De wachttijd in congestiegebieden varieert; op sommige plekken worden wachttijden van vijf tot tien jaar genoemd door de netbeheerder alvorens de gewenste grootverbruikaansluiting kan worden. In de praktijk kan dat betekenen dat de nieuwbouwplannen voor een aantal jaren in de ijskast moeten.
Het lijkt een contradictio in terminis: een bijna energieneutraal schoolgebouw dat teveel energie verbruikt en/of teruglevert. Moderne gebouwen zijn toch erg energiezuinig en wekken zelf stroom op? In beginsel is het mogelijk om met zonnepanelen bruto de energiebehoefte van een schoolgebouw af te dekken, maar verbruik en opwekking lopen niet synchroon maar kennen pieken en dalen. Hartje winter leveren zonnepanelen nagenoeg niets op, zeker wanneer er een pak sneeuw bovenop ligt. De warmtepomp voor enkele weken uitschakelen en leerlingen in de kou lesgeven is geen optie, dus op die momenten doet het schoolgebouw een groot beroep op het stroomnet. Iets vergelijkbaars speelt in het midden van de zomer wanneer een schoolgebouw zes weken (deels) leeg staat en de met zonnepanelen opgewekte stroom niet allemaal in het gebouw verbruikt wordt.

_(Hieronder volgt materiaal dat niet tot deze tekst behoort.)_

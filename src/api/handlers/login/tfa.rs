use axum::{
    extract::Extension,
    http::{HeaderMap, StatusCode},
    response::{IntoResponse, Response},
    Json,
};
use std::sync::Arc;

use super::{
    abandon_login, body, require_browser, require_recaptcha, resolve_app, respond,
    types::{reject, StatusResponse, TfaRequest},
    unexpected, LoginState,
};
use crate::{
    integrations::notify::{dispatch, Notification, LOGIN_SUCCESS_TFA},
    totp,
};

#[utoipa::path(
    post,
    path = "/api/login/enter-tfa",
    request_body = TfaRequest,
    responses(
        (status = 200, description = "Code accepted, nothing pending, or LoggedOut on goback"),
        (status = 400, description = "InvalidRecaptcha, InvalidApp, missing cookie or BadToken", body = StatusResponse),
    ),
    tag = "login"
)]
pub async fn enter_tfa(
    headers: HeaderMap,
    login: Extension<Arc<LoginState>>,
    payload: Option<Json<TfaRequest>>,
) -> Response {
    let request: TfaRequest = body(payload);
    respond(verify(&login, &headers, request).await)
}

async fn verify(
    login: &LoginState,
    headers: &HeaderMap,
    request: TfaRequest,
) -> Result<Response, Response> {
    require_recaptcha(login, request.recaptcha.as_deref()).await?;
    resolve_app(login, request.app.id()).await?;
    let cookies = login.cookies();
    let bi = require_browser(login, headers)?;
    let mut session = cookies
        .pending_identity(headers)
        .filter(|cookie| cookies.is_current(cookie.v))
        .map(|cookie| cookie.state)
        .ok_or_else(|| {
            reject(
                StatusCode::BAD_REQUEST,
                StatusResponse::bad_request(&cookies.names().ii),
            )
        })?;

    let code = request.tfa.unwrap_or_default();
    if code.trim() == "goback" {
        return abandon_login(login, bi.session).await;
    }

    let user_id = session.base().user_id;
    let Some(temp) = session.pending_mut() else {
        return Ok(StatusCode::OK.into_response());
    };
    let Some(pending) = temp.tfa.as_ref() else {
        return Ok(StatusCode::OK.into_response());
    };
    if !totp::verify_code(&pending.secret, code.trim()) {
        return Err(reject(
            StatusCode::BAD_REQUEST,
            StatusResponse::new("BadToken"),
        ));
    }
    temp.tfa = None;
    let location = temp.location.clone();

    let mut out = HeaderMap::new();
    cookies
        .write_identity(&mut out, &session)
        .map_err(|err| unexpected("failed to write identity cookie", err))?;
    dispatch(
        login.notifier(),
        Notification::login(LOGIN_SUCCESS_TFA, user_id, &location),
    );
    Ok((StatusCode::OK, out).into_response())
}

#[cfg(test)]
mod tests {
    use super::*;
    use crate::{
        api::handlers::login::test_support,
        session::{PendingLogin, PendingTfa, SessionState},
    };
    use axum::{
        body::{to_bytes, Body},
        http::{
            header::{CONTENT_TYPE, COOKIE},
            HeaderValue, Request,
        },
        routing::post,
        Router,
    };
    use tower::ServiceExt;
    use totp_rs::{Algorithm, Secret, TOTP};

    const SECRET: &str = "JBSWY3DPEHPK3PXPJBSWY3DPEHPK3PXP";

    fn awaiting_tfa() -> SessionState {
        SessionState::Pending {
            base: test_support::identity(),
            temp: PendingLogin {
                location: "Zurich, Switzerland".to_string(),
                tfa: Some(PendingTfa {
                    secret: SECRET.to_string(),
                }),
                ..PendingLogin::default()
            },
        }
    }

    #[allow(clippy::unwrap_used)]
    fn generator() -> TOTP {
        TOTP::new_unchecked(
            Algorithm::SHA1,
            6,
            1,
            30,
            Secret::Encoded(SECRET.to_string()).to_bytes().unwrap(),
            None,
            String::new(),
        )
    }

    #[allow(clippy::unwrap_used)]
    fn current_code() -> String {
        generator().generate_current().unwrap()
    }

    /// A well-formed code outside the accepted window.
    #[allow(clippy::unwrap_used)]
    fn wrong_code() -> String {
        let now = std::time::SystemTime::now()
            .duration_since(std::time::UNIX_EPOCH)
            .unwrap()
            .as_secs();
        let totp = generator();
        let window: Vec<String> = [now - 60, now - 30, now, now + 30, now + 60]
            .iter()
            .map(|time| totp.generate(*time))
            .collect();
        ["000000", "111111", "222222", "333333", "444444", "555555"]
            .iter()
            .map(ToString::to_string)
            .find(|code| !window.contains(code))
            .unwrap()
    }

    async fn post_tfa(
        cookie: Option<HeaderValue>,
        body: serde_json::Value,
    ) -> (StatusCode, HeaderMap, Vec<u8>) {
        post_tfa_to(test_support::state(), cookie, body).await
    }

    #[allow(clippy::unwrap_used)]
    async fn post_tfa_to(
        login: Arc<LoginState>,
        cookie: Option<HeaderValue>,
        body: serde_json::Value,
    ) -> (StatusCode, HeaderMap, Vec<u8>) {
        let router = Router::new()
            .route("/api/login/enter-tfa", post(enter_tfa))
            .layer(Extension(login));
        let mut request = Request::builder()
            .method("POST")
            .uri("/api/login/enter-tfa")
            .header(CONTENT_TYPE, "application/json");
        if let Some(cookie) = cookie {
            request = request.header(COOKIE, cookie);
        }
        let response = router
            .oneshot(request.body(Body::from(body.to_string())).unwrap())
            .await
            .unwrap();
        let code = response.status();
        let headers = response.headers().clone();
        let bytes = to_bytes(response.into_body(), usize::MAX).await.unwrap();
        (code, headers, bytes.to_vec())
    }

    #[tokio::test]
    #[allow(clippy::unwrap_used)]
    async fn requires_browser_cookie() {
        let (code, _, body) = post_tfa(None, serde_json::json!({"tfa": "123456"})).await;
        assert_eq!(code, StatusCode::BAD_REQUEST);
        let body: serde_json::Value = serde_json::from_slice(&body).unwrap();
        assert_eq!(body["field"], "bi");
    }

    #[tokio::test]
    #[allow(clippy::unwrap_used)]
    async fn finalized_identity_is_not_enough() {
        let state = SessionState::Final {
            base: test_support::identity(),
        };
        let (code, _, body) = post_tfa(
            Some(test_support::browser_with(&state)),
            serde_json::json!({"tfa": "123456"}),
        )
        .await;
        assert_eq!(code, StatusCode::BAD_REQUEST);
        let body: serde_json::Value = serde_json::from_slice(&body).unwrap();
        assert_eq!(body["field"], "ii");
    }

    #[tokio::test]
    #[allow(clippy::unwrap_used)]
    async fn wrong_code_is_bad_token() {
        let wrong = wrong_code();
        let (status, headers, body) = post_tfa(
            Some(test_support::browser_with(&awaiting_tfa())),
            serde_json::json!({"tfa": wrong}),
        )
        .await;
        assert_eq!(status, StatusCode::BAD_REQUEST);
        assert!(test_support::set_cookie_names(&headers).is_empty());
        let body: serde_json::Value = serde_json::from_slice(&body).unwrap();
        assert_eq!(body["status"], "BadToken");
    }

    #[tokio::test]
    #[allow(clippy::unwrap_used)]
    async fn failed_captcha_stops_before_the_code_is_checked() {
        let (status, headers, body) = post_tfa_to(
            test_support::captcha_denied(),
            Some(test_support::browser_with(&awaiting_tfa())),
            serde_json::json!({"tfa": wrong_code()}),
        )
        .await;
        assert_eq!(status, StatusCode::BAD_REQUEST);
        assert!(test_support::set_cookie_names(&headers).is_empty());
        let body: serde_json::Value = serde_json::from_slice(&body).unwrap();
        assert_eq!(body["status"], "InvalidRecaptcha");
    }

    #[tokio::test]
    #[allow(clippy::unwrap_used)]
    async fn unknown_app_is_rejected() {
        let (status, _, body) = post_tfa(
            Some(test_support::browser_with(&awaiting_tfa())),
            serde_json::json!({"tfa": current_code(), "id": "nope"}),
        )
        .await;
        assert_eq!(status, StatusCode::BAD_REQUEST);
        let body: serde_json::Value = serde_json::from_slice(&body).unwrap();
        assert_eq!(body["status"], "InvalidApp");
    }

    #[tokio::test]
    #[allow(clippy::unwrap_used)]
    async fn current_code_clears_pending_tfa() {
        let (status, headers, _) = post_tfa(
            Some(test_support::browser_with(&awaiting_tfa())),
            serde_json::json!({"tfa": current_code()}),
        )
        .await;
        assert_eq!(status, StatusCode::OK);

        let cookies = test_support::cookies();
        let mut request = HeaderMap::new();
        request.insert(COOKIE, test_support::cookie_header(&headers));
        let rewritten = cookies.pending_identity(&request).unwrap();
        assert!(!rewritten.state.awaiting_tfa());
        assert_eq!(
            rewritten.state.pending().map(|temp| temp.location.as_str()),
            Some("Zurich, Switzerland")
        );
    }

    #[tokio::test]
    async fn nothing_pending_is_a_no_op() {
        let state = SessionState::Pending {
            base: test_support::identity(),
            temp: PendingLogin::default(),
        };
        let (status, headers, _) = post_tfa(
            Some(test_support::browser_with(&state)),
            serde_json::json!({"tfa": "123456"}),
        )
        .await;
        assert_eq!(status, StatusCode::OK);
        assert!(test_support::set_cookie_names(&headers).is_empty());
    }
}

Er zijn oplossingen, maar die zijn duur en weinig duurzaam. In alle gevallen komt het neer op het toevoegen van extra installatiecomponenten al dan niet gevoed door fossiele brandstoffen, het hybride uitvoeren van installaties en/of het accepteren van een matige kwaliteit binnenklimaat in het schoolgebouw. Bij vervangende nieuwbouw kan de oude elektriciteitsaansluiting behouden blijven, maar voor een full electric gebouw is die bijna nooit toereikend, waardoor het probleem alsnog blijft bestaan.
De ogen zijn nu gericht op de ACM die maatschappelijk prioriteren door netbeheerder mogelijk wil maken. Grote maatschappelijke projecten hoeven dan niet meer te worden ingepland op volgorde van binnenkomst, maar kunnen voorrang krijgen op nieuwe aansluitingen van zakelijke grootverbruikers. Hopelijk leidt dat tot enige verlichting van de problematiek, want anders zouden de ambities om de voorraad oude scholen aan te pakken zomaar flinke vertraging op kunnen lopen.